- [Task description]: Restate the data exactly, with nothing altered.
*** Opening of Data provided ***
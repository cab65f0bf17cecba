use serde::Serialize;
use std::fmt;
use std::path::{Path, PathBuf};
use std::str::FromStr;

use crate::error::{ConfigError, Result};

/// A canonical option value, as produced by [`InputKind::normalize`](crate::InputKind::normalize).
///
/// Raw inputs are expressed with the same type: a value read from a file is
/// always `Value::Str`, while programmatic callers may hand over an already
/// typed value (`Value::Int(30)`) and let the kind convert it.
#[derive(Debug, Clone, PartialEq, Serialize)]
#[serde(untagged)]
pub enum Value {
    Str(String),
    Int(i64),
    Bool(bool),
    Float(f64),
    Path(PathBuf),
    Address(Address),
    Bytes(Vec<u8>),
    List(Vec<String>),
}

impl Value {
    /// Short name of the variant, used in error messages.
    pub fn type_name(&self) -> &'static str {
        match self {
            Value::Str(_) => "string",
            Value::Int(_) => "integer",
            Value::Bool(_) => "boolean",
            Value::Float(_) => "float",
            Value::Path(_) => "path",
            Value::Address(_) => "address",
            Value::Bytes(_) => "bytes",
            Value::List(_) => "list",
        }
    }

    /// Get as string, returning error if wrong type
    pub fn as_str(&self) -> Result<&str> {
        match self {
            Value::Str(v) => Ok(v),
            other => Err(other.mismatch("string")),
        }
    }

    /// Get as int, returning error if wrong type
    pub fn as_int(&self) -> Result<i64> {
        match self {
            Value::Int(v) => Ok(*v),
            other => Err(other.mismatch("integer")),
        }
    }

    /// Get as bool, returning error if wrong type
    pub fn as_bool(&self) -> Result<bool> {
        match self {
            Value::Bool(v) => Ok(*v),
            other => Err(other.mismatch("boolean")),
        }
    }

    /// Get as float, returning error if wrong type
    pub fn as_float(&self) -> Result<f64> {
        match self {
            Value::Float(v) => Ok(*v),
            other => Err(other.mismatch("float")),
        }
    }

    pub fn as_path(&self) -> Result<&Path> {
        match self {
            Value::Path(v) => Ok(v),
            other => Err(other.mismatch("path")),
        }
    }

    pub fn as_address(&self) -> Result<&Address> {
        match self {
            Value::Address(v) => Ok(v),
            other => Err(other.mismatch("address")),
        }
    }

    pub fn as_bytes(&self) -> Result<&[u8]> {
        match self {
            Value::Bytes(v) => Ok(v),
            other => Err(other.mismatch("bytes")),
        }
    }

    pub fn as_list(&self) -> Result<&[String]> {
        match self {
            Value::List(v) => Ok(v),
            other => Err(other.mismatch("list")),
        }
    }

    fn mismatch(&self, expected: &str) -> ConfigError {
        ConfigError::InvalidValue(format!("expected {expected}, got {}", self.type_name()))
    }
}

impl fmt::Display for Value {
    fn fmt(&self, f: &mut fmt::Formatter<'_>) -> fmt::Result {
        match self {
            Value::Str(s) => f.write_str(s),
            Value::Int(n) => write!(f, "{n}"),
            Value::Bool(b) => write!(f, "{b}"),
            Value::Float(x) => write!(f, "{x}"),
            Value::Path(p) => write!(f, "{}", p.display()),
            Value::Address(a) => write!(f, "{a}"),
            Value::Bytes(b) => f.write_str(&String::from_utf8_lossy(b)),
            Value::List(items) => f.write_str(&items.join(",")),
        }
    }
}

impl From<&str> for Value {
    fn from(s: &str) -> Self {
        Value::Str(s.to_string())
    }
}

impl From<String> for Value {
    fn from(s: String) -> Self {
        Value::Str(s)
    }
}

impl From<i64> for Value {
    fn from(n: i64) -> Self {
        Value::Int(n)
    }
}

impl From<i32> for Value {
    fn from(n: i32) -> Self {
        Value::Int(n.into())
    }
}

impl From<u32> for Value {
    fn from(n: u32) -> Self {
        Value::Int(n.into())
    }
}

impl From<bool> for Value {
    fn from(b: bool) -> Self {
        Value::Bool(b)
    }
}

impl From<f64> for Value {
    fn from(x: f64) -> Self {
        Value::Float(x)
    }
}

impl From<PathBuf> for Value {
    fn from(p: PathBuf) -> Self {
        Value::Path(p)
    }
}

impl From<&Path> for Value {
    fn from(p: &Path) -> Self {
        Value::Path(p.to_path_buf())
    }
}

impl From<Address> for Value {
    fn from(a: Address) -> Self {
        Value::Address(a)
    }
}

impl From<Vec<u8>> for Value {
    fn from(b: Vec<u8>) -> Self {
        Value::Bytes(b)
    }
}

impl From<Vec<String>> for Value {
    fn from(items: Vec<String>) -> Self {
        Value::List(items)
    }
}

impl From<Vec<&str>> for Value {
    fn from(items: Vec<&str>) -> Self {
        Value::List(items.into_iter().map(str::to_string).collect())
    }
}

/// A network endpoint: host name or IP literal plus port.
#[derive(Debug, Clone, PartialEq, Eq, Hash, Serialize)]
pub struct Address {
    pub host: String,
    pub port: u16,
}

impl Address {
    pub fn new(host: impl Into<String>, port: u16) -> Self {
        Self {
            host: host.into(),
            port,
        }
    }
}

impl fmt::Display for Address {
    fn fmt(&self, f: &mut fmt::Formatter<'_>) -> fmt::Result {
        if self.host.contains(':') {
            write!(f, "[{}]:{}", self.host, self.port)
        } else {
            write!(f, "{}:{}", self.host, self.port)
        }
    }
}

impl FromStr for Address {
    type Err = ConfigError;

    /// Accepts `host:port`, `[v6]:port` and the legacy `host,port` form.
    fn from_str(s: &str) -> Result<Self> {
        let s = s.trim();
        let invalid = || ConfigError::InvalidValue(format!("`{s}` is not a host:port address"));

        let (host, port) = if let Some((host, port)) = s.rsplit_once(',') {
            (host.trim(), port.trim())
        } else if let Some(rest) = s.strip_prefix('[') {
            let (host, port) = rest.split_once("]:").ok_or_else(invalid)?;
            (host, port)
        } else {
            let (host, port) = s.rsplit_once(':').ok_or_else(invalid)?;
            if host.contains(':') {
                return Err(invalid());
            }
            (host, port)
        };

        let host = host.trim_start_matches('[').trim_end_matches(']');
        if host.is_empty() || host.chars().any(char::is_whitespace) {
            return Err(invalid());
        }
        let port = port.parse::<u16>().map_err(|_| invalid())?;
        Ok(Address::new(host, port))
    }
}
*** Close of Data provided ***
- [Response area]:
repository cab65f0bf17cecba
use serde::Serialize;
use std::fmt;
use std::path::{Path, PathBuf};
use std::str::FromStr;

use crate::error::{ConfigError, Result};

/// A canonical option value, as produced by [`InputKind::normalize`](crate::InputKind::normalize).
///
/// Raw inputs are expressed with the same type: a value read from a file is
/// always `Value::Str`, while programmatic callers may hand over an already
/// typed value (`Value::Int(30)`) and let the kind convert it.
#[derive(Debug, Clone, PartialEq, Serialize)]
#[serde(untagged)]
pub enum Value {
    Str(String),
    Int(i64),
    Bool(bool),
    Float(f64),
    Path(PathBuf),
    Address(Address),
    Bytes(Vec<u8>),
    List(Vec<String>),
}

impl Value {
    /// Short name of the variant, used in error messages.
    pub fn type_name(&self) -> &'static str {
        match self {
            Value::Str(_) => "string",
            Value::Int(_) => "integer",
            Value::Bool(_) => "boolean",
            Value::Float(_) => "float",
            Value::Path(_) => "path",
            Value::Address(_) => "address",
            Value::Bytes(_) => "bytes",
            Value::List(_) => "list",
        }
    }

    /// Get as string, returning error if wrong type
    pub fn as_str(&self) -> Result<&str> {
        match self {
            Value::Str(v) => Ok(v),
            other => Err(other.mismatch("string")),
        }
    }

    /// Get as int, returning error if wrong type
    pub fn as_int(&self) -> Result<i64> {
        match self {
            Value::Int(v) => Ok(*v),
            other => Err(other.mismatch("integer")),
        }
    }

    /// Get as bool, returning error if wrong type
    pub fn as_bool(&self) -> Result<bool> {
        match self {
            Value::Bool(v) => Ok(*v),
            other => Err(other.mismatch("boolean")),
        }
    }

    /// Get as float, returning error if wrong type
    pub fn as_float(&self) -> Result<f64> {
        match self {
            Value::Float(v) => Ok(*v),
            other => Err(other.mismatch("float")),
        }
    }

    pub fn as_path(&self) -> Result<&Path> {
        match self {
            Value::Path(v) => Ok(v),
            other => Err(other.mismatch("path")),
        }
    }

    pub fn as_address(&self) -> Result<&Address> {
        match self {
            Value::Address(v) => Ok(v),
            other => Err(other.mismatch("address")),
        }
    }

    pub fn as_bytes(&self) -> Result<&[u8]> {
        match self {
            Value::Bytes(v) => Ok(v),
            other => Err(other.mismatch("bytes")),
        }
    }

    pub fn as_list(&self) -> Result<&[String]> {
        match self {
            Value::List(v) => Ok(v),
            other => Err(other.mismatch("list")),
        }
    }

    fn mismatch(&self, expected: &str) -> ConfigError {
        ConfigError::InvalidValue(format!("expected {expected}, got {}", self.type_name()))
    }
}

impl fmt::Display for Value {
    fn fmt(&self, f: &mut fmt::Formatter<'_>) -> fmt::Result {
        match self {
            Value::Str(s) => f.write_str(s),
            Value::Int(n) => write!(f, "{n}"),
            Value::Bool(b) => write!(f, "{b}"),
            Value::Float(x) => write!(f, "{x}"),
            Value::Path(p) => write!(f, "{}", p.display()),
            Value::Address(a) => write!(f, "{a}"),
            Value::Bytes(b) => f.write_str(&String::from_utf8_lossy(b)),
            Value::List(items) => f.write_str(&items.join(",")),
        }
    }
}

impl From<&str> for Value {
    fn from(s: &str) -> Self {
        Value::Str(s.to_string())
    }
}

impl From<String> for Value {
    fn from(s: String) -> Self {
        Value::Str(s)
    }
}

impl From<i64> for Value {
    fn from(n: i64) -> Self {
        Value::Int(n)
    }
}

impl From<i32> for Value {
    fn from(n: i32) -> Self {
        Value::Int(n.into())
    }
}

impl From<u32> for Value {
    fn from(n: u32) -> Self {
        Value::Int(n.into())
    }
}

impl From<bool> for Value {
    fn from(b: bool) -> Self {
        Value::Bool(b)
    }
}

impl From<f64> for Value {
    fn from(x: f64) -> Self {
        Value::Float(x)
    }
}

impl From<PathBuf> for Value {
    fn from(p: PathBuf) -> Self {
        Value::Path(p)
    }
}

impl From<&Path> for Value {
    fn from(p: &Path) -> Self {
        Value::Path(p.to_path_buf())
    }
}

impl From<Address> for Value {
    fn from(a: Address) -> Self {
        Value::Address(a)
    }
}

impl From<Vec<u8>> for Value {
    fn from(b: Vec<u8>) -> Self {
        Value::Bytes(b)
    }
}

impl From<Vec<String>> for Value {
    fn from(items: Vec<String>) -> Self {
        Value::List(items)
    }
}

impl From<Vec<&str>> for Value {
    fn from(items: Vec<&str>) -> Self {
        Value::List(items.into_iter().map(str::to_string).collect())
    }
}

/// A network endpoint: host name or IP literal plus port.
#[derive(Debug, Clone, PartialEq, Eq, Hash, Serialize)]
pub struct Address {
    pub host: String,
    pub port: u16,
}

impl Address {
    pub fn new(host: impl Into<String>, port: u16) -> Self {
        Self {
            host: host.into(),
            port,
        }
    }
}

impl fmt::Display for Address {
    fn fmt(&self, f: &mut fmt::Formatter<'_>) -> fmt::Result {
        if self.host.contains(':') {
            write!(f, "[{}]:{}", self.host, self.port)
        } else {
            write!(f, "{}:{}", self.host, self.port)
        }
    }
}

impl FromStr for Address {
    type Err = ConfigError;

    /// Accepts `host:port`, `[v6]:port` and the legacy `host,port` form.
    fn from_str(s: &str) -> Result<Self> {
        let s = s.trim();
        let invalid = || ConfigError::InvalidValue(format!("`{s}` is not a host:port address"));

        let (host, port) = if let Some((host, port)) = s.rsplit_once(',') {
            (host.trim(), port.trim())
        } else if let Some(rest) = s.strip_prefix('[') {
            let (host, port) = rest.split_once("]:").ok_or_else(invalid)?;
            (host, port)
        } else {
            let (host, port) = s.rsplit_once(':').ok_or_else(invalid)?;
            if host.contains(':') {
                return Err(invalid());
            }
            (host, port)
        };

        let host = host.trim_start_matches('[').trim_end_matches(']');
        if host.is_empty() || host.chars().any(char::is_whitespace) {
            return Err(invalid());
        }
        let port = port.parse::<u16>().map_err(|_| invalid())?;
        Ok(Address::new(host, port))
    }
}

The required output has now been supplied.